» What is required: From the listing below, output only the lines starting at the line that has "Self::build(backend, storage, storage_port)" and ending at the line that has "pub fn over_storage(backend: StubBackend, port: Arc<dyn", exactly as they appear, ends included.

+++

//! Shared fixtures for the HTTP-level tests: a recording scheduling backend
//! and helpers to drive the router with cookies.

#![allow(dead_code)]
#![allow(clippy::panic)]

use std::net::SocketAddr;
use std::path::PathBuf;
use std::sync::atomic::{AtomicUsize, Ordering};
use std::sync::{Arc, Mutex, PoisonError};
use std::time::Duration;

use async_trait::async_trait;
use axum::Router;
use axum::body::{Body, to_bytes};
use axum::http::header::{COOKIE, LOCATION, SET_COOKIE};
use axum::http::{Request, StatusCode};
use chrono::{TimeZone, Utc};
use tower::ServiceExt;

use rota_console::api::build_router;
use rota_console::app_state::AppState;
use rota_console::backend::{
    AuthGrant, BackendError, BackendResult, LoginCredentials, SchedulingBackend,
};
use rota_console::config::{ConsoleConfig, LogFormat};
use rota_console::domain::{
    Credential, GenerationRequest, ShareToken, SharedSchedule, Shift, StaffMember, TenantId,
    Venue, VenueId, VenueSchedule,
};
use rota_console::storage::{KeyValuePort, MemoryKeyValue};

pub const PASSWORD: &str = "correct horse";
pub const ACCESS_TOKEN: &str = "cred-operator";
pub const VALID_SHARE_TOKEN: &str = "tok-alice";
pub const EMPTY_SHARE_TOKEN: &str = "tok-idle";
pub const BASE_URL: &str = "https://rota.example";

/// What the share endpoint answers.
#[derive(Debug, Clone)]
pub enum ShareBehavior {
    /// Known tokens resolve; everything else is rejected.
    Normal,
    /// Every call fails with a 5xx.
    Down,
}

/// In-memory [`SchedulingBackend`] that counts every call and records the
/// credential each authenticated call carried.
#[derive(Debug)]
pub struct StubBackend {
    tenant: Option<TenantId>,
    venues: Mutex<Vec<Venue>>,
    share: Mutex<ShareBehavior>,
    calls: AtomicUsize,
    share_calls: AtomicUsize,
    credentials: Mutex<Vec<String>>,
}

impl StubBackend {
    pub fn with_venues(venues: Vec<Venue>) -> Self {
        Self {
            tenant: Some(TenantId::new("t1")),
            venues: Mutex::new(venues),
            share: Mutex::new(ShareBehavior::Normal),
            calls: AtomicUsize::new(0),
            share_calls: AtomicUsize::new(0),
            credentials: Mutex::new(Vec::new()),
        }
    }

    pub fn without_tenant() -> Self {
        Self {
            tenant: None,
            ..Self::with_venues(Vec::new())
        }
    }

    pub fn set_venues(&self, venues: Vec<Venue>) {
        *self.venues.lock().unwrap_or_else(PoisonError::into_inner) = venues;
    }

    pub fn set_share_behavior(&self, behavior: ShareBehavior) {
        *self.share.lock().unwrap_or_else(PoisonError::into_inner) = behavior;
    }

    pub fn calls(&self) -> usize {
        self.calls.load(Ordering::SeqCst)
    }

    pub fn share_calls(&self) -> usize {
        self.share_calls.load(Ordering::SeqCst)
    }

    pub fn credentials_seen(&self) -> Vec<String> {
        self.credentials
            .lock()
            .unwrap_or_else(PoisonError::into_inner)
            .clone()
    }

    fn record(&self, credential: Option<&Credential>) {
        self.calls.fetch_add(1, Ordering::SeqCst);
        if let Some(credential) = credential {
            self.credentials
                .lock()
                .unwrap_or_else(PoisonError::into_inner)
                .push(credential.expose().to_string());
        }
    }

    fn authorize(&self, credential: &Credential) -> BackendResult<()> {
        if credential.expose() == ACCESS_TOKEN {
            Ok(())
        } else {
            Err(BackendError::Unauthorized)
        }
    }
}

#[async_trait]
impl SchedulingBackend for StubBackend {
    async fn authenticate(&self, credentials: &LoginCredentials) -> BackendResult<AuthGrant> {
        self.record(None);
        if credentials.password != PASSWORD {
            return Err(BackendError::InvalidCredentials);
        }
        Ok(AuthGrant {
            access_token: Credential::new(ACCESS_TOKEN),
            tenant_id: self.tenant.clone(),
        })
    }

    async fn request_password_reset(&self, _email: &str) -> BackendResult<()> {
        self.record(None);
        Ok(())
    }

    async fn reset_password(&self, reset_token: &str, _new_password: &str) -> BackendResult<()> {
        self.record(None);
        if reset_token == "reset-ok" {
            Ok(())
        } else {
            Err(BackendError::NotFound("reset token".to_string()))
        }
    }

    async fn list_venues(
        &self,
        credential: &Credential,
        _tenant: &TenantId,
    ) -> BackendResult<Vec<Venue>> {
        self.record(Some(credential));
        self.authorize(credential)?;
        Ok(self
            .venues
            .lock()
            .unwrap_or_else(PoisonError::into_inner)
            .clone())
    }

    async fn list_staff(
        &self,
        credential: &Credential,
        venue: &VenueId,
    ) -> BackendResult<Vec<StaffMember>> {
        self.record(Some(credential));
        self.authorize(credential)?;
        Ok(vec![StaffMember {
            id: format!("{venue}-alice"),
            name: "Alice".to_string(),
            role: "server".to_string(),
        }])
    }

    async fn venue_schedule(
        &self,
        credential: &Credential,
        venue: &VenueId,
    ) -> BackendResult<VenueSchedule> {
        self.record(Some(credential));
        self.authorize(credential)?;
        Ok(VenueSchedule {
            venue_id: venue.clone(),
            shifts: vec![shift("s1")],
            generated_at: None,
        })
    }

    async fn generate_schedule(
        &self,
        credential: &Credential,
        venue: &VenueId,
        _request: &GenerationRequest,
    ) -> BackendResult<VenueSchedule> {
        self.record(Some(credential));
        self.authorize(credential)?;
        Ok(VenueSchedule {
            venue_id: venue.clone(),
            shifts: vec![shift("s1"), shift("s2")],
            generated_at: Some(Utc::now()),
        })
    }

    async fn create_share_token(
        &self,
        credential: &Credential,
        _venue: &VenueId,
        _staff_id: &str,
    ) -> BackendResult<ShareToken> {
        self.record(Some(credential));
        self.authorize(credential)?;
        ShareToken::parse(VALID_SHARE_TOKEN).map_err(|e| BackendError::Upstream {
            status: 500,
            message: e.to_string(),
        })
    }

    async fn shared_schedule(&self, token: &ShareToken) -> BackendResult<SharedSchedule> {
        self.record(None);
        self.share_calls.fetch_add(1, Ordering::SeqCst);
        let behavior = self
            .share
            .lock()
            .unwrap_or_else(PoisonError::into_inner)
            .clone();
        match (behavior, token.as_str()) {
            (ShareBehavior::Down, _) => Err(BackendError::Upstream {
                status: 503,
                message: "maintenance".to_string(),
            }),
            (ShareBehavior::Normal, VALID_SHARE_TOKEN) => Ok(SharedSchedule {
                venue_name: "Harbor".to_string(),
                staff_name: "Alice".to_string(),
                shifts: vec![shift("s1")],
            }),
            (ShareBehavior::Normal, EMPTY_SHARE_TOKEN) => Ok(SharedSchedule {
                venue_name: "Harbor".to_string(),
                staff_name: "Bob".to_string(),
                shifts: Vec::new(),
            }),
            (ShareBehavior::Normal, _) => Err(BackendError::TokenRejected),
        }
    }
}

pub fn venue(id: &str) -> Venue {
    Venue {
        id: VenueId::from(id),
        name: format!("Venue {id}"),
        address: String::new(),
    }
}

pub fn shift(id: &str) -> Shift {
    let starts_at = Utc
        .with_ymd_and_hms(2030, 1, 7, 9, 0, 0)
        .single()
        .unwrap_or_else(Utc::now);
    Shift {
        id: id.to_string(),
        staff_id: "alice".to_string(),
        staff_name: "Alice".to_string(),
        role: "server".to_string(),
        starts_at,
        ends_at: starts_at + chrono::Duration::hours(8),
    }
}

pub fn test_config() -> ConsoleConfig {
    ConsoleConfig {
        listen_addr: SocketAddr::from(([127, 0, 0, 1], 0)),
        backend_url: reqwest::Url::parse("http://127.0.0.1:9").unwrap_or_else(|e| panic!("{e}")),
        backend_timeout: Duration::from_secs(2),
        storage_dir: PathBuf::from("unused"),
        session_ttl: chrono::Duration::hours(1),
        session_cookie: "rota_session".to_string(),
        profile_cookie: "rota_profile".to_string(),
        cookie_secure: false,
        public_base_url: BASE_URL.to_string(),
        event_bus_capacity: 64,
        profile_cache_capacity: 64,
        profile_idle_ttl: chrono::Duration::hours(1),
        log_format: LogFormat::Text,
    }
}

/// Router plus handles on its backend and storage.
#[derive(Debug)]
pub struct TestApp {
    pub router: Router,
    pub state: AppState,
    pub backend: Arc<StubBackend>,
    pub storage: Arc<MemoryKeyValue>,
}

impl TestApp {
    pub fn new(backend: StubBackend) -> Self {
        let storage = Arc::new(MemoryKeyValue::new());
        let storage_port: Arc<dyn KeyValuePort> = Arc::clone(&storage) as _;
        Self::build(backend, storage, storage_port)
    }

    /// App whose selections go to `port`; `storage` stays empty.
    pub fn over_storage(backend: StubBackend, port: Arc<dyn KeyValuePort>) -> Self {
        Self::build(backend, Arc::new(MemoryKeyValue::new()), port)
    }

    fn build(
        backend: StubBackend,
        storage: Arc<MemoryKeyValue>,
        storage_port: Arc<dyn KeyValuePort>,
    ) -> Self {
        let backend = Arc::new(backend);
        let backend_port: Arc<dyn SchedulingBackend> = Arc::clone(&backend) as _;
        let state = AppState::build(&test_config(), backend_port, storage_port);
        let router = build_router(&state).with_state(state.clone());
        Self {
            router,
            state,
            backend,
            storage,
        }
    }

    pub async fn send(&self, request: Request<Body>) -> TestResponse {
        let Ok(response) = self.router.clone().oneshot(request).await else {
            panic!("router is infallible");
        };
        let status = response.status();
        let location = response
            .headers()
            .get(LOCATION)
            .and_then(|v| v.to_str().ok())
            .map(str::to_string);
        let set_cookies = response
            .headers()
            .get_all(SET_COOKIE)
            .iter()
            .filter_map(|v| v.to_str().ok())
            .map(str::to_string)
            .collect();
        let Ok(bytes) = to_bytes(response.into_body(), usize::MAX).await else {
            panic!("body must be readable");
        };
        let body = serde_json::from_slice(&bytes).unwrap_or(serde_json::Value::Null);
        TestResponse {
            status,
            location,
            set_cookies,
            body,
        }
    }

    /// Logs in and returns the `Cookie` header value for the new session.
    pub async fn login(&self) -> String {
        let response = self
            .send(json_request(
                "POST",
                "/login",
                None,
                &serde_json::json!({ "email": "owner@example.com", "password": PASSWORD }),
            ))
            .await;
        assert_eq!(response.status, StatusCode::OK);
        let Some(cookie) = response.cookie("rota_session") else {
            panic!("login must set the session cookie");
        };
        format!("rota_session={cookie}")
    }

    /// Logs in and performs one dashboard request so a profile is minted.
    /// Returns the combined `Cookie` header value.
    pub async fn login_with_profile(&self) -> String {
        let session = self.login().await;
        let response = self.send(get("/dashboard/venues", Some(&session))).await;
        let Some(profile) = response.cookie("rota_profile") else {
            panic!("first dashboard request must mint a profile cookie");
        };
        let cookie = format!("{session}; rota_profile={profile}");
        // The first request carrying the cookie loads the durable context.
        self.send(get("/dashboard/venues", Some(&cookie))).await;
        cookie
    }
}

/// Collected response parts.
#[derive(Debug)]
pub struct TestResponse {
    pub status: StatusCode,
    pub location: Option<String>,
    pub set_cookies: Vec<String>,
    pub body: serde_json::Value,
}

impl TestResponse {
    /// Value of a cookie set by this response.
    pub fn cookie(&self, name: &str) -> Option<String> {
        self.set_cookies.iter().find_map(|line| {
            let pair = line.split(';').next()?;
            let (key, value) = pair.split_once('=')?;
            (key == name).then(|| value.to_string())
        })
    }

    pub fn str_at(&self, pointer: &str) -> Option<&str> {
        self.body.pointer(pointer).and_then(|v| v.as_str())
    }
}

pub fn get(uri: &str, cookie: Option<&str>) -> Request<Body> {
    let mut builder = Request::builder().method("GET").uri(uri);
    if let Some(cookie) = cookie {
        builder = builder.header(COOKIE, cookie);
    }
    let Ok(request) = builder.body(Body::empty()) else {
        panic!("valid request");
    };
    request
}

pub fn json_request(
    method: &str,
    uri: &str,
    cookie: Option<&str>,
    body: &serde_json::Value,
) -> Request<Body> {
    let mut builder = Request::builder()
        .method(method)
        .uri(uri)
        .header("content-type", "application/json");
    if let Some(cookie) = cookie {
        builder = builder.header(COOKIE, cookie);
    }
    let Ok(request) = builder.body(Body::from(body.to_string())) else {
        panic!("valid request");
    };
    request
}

+++

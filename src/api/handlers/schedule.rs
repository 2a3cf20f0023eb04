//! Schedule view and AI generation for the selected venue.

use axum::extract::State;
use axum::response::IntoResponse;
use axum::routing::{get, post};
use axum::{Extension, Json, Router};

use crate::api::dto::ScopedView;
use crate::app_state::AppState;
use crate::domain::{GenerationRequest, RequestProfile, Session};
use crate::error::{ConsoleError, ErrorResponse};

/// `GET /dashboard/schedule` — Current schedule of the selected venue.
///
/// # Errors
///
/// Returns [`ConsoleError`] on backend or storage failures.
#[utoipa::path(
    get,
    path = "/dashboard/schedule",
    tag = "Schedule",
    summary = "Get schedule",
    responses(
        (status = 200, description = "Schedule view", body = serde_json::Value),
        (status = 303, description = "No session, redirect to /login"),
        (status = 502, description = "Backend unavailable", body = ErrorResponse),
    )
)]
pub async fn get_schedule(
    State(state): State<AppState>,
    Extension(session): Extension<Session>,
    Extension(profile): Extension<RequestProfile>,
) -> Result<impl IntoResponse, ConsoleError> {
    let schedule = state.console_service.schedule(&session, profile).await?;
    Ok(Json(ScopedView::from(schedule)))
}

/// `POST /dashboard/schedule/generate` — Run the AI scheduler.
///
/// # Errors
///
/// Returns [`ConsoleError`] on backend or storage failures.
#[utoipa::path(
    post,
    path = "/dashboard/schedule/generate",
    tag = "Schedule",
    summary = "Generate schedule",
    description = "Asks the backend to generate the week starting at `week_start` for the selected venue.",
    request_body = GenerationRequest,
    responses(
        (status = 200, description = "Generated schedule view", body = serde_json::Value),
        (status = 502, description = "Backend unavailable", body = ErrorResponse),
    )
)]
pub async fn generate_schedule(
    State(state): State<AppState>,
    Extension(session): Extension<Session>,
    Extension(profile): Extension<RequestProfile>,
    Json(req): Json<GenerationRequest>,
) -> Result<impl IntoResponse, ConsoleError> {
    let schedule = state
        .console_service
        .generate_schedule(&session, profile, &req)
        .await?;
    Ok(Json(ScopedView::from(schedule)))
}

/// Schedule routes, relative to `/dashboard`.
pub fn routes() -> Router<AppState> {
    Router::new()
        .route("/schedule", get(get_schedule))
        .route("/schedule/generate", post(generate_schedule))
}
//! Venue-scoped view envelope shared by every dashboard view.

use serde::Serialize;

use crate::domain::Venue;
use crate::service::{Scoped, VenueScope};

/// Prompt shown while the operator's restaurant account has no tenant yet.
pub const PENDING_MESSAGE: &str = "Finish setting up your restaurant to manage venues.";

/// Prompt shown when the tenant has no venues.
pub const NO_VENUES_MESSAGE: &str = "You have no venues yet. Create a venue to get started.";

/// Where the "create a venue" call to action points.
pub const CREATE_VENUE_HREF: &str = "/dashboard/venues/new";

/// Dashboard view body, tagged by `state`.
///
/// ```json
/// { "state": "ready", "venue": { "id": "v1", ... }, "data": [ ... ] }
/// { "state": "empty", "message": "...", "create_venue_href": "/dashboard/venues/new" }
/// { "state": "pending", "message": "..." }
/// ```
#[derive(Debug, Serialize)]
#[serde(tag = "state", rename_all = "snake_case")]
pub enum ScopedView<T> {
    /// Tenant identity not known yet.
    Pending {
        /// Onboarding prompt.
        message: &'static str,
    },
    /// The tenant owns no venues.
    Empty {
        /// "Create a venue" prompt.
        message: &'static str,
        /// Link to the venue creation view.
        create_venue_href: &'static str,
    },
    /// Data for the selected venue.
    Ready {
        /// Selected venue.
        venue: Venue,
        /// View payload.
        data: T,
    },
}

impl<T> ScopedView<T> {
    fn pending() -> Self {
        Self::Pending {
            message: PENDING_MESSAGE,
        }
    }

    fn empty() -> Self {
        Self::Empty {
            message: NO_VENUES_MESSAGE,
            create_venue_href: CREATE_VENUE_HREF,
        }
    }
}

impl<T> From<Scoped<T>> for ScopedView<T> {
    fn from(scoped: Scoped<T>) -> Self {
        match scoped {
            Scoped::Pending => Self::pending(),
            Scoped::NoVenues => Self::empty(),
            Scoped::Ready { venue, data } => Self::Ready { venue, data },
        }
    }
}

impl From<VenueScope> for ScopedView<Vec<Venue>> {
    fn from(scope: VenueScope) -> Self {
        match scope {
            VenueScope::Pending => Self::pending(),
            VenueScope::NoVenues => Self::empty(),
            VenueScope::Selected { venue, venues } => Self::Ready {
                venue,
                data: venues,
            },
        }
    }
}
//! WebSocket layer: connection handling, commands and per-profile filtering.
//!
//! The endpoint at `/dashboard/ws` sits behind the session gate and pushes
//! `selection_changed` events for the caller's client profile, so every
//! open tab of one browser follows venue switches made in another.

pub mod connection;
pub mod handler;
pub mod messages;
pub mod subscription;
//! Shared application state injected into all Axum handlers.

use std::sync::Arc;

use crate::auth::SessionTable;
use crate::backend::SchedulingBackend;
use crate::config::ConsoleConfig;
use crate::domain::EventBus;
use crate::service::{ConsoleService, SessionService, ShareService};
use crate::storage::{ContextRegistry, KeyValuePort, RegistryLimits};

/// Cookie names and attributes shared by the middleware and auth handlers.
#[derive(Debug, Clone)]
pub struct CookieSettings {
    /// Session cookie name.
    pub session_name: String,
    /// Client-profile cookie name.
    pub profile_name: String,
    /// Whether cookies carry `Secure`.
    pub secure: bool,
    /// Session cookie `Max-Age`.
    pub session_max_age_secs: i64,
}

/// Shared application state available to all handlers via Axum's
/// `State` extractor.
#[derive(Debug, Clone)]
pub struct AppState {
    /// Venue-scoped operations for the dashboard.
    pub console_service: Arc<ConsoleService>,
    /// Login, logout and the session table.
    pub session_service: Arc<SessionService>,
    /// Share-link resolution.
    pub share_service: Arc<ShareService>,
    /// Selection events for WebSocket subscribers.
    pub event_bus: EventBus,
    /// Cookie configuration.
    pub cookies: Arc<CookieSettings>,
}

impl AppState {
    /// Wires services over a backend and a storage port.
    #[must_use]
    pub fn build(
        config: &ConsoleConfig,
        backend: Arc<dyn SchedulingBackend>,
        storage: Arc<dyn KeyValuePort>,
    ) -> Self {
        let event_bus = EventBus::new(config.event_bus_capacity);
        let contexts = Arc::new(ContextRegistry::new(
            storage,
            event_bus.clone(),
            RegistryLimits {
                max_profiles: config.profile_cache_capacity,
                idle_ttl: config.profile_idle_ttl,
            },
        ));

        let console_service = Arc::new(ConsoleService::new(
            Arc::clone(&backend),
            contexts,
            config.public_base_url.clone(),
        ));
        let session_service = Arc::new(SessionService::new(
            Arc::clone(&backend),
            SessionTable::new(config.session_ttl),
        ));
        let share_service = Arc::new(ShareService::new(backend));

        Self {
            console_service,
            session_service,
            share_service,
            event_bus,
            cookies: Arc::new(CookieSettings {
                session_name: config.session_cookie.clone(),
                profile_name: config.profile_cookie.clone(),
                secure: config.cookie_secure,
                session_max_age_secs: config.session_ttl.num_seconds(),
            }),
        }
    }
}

+++

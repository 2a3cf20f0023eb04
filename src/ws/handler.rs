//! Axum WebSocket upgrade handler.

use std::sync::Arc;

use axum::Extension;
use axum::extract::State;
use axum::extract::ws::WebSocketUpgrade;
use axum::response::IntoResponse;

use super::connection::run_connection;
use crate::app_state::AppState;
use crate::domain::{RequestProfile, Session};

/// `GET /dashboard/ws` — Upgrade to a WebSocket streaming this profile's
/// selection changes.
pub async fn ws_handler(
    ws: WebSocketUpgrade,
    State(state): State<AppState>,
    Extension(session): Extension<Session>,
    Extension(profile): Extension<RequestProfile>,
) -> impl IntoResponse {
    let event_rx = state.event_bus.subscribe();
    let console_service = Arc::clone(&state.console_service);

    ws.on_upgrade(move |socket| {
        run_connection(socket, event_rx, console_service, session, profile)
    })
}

+++

» Response to this task:
        Self::build(backend, storage, storage_port)
    }

    /// App whose selections go to `port`; `storage` stays empty.
    pub fn over_storage(backend: StubBackend, port: Arc<dyn KeyValuePort>) -> Self {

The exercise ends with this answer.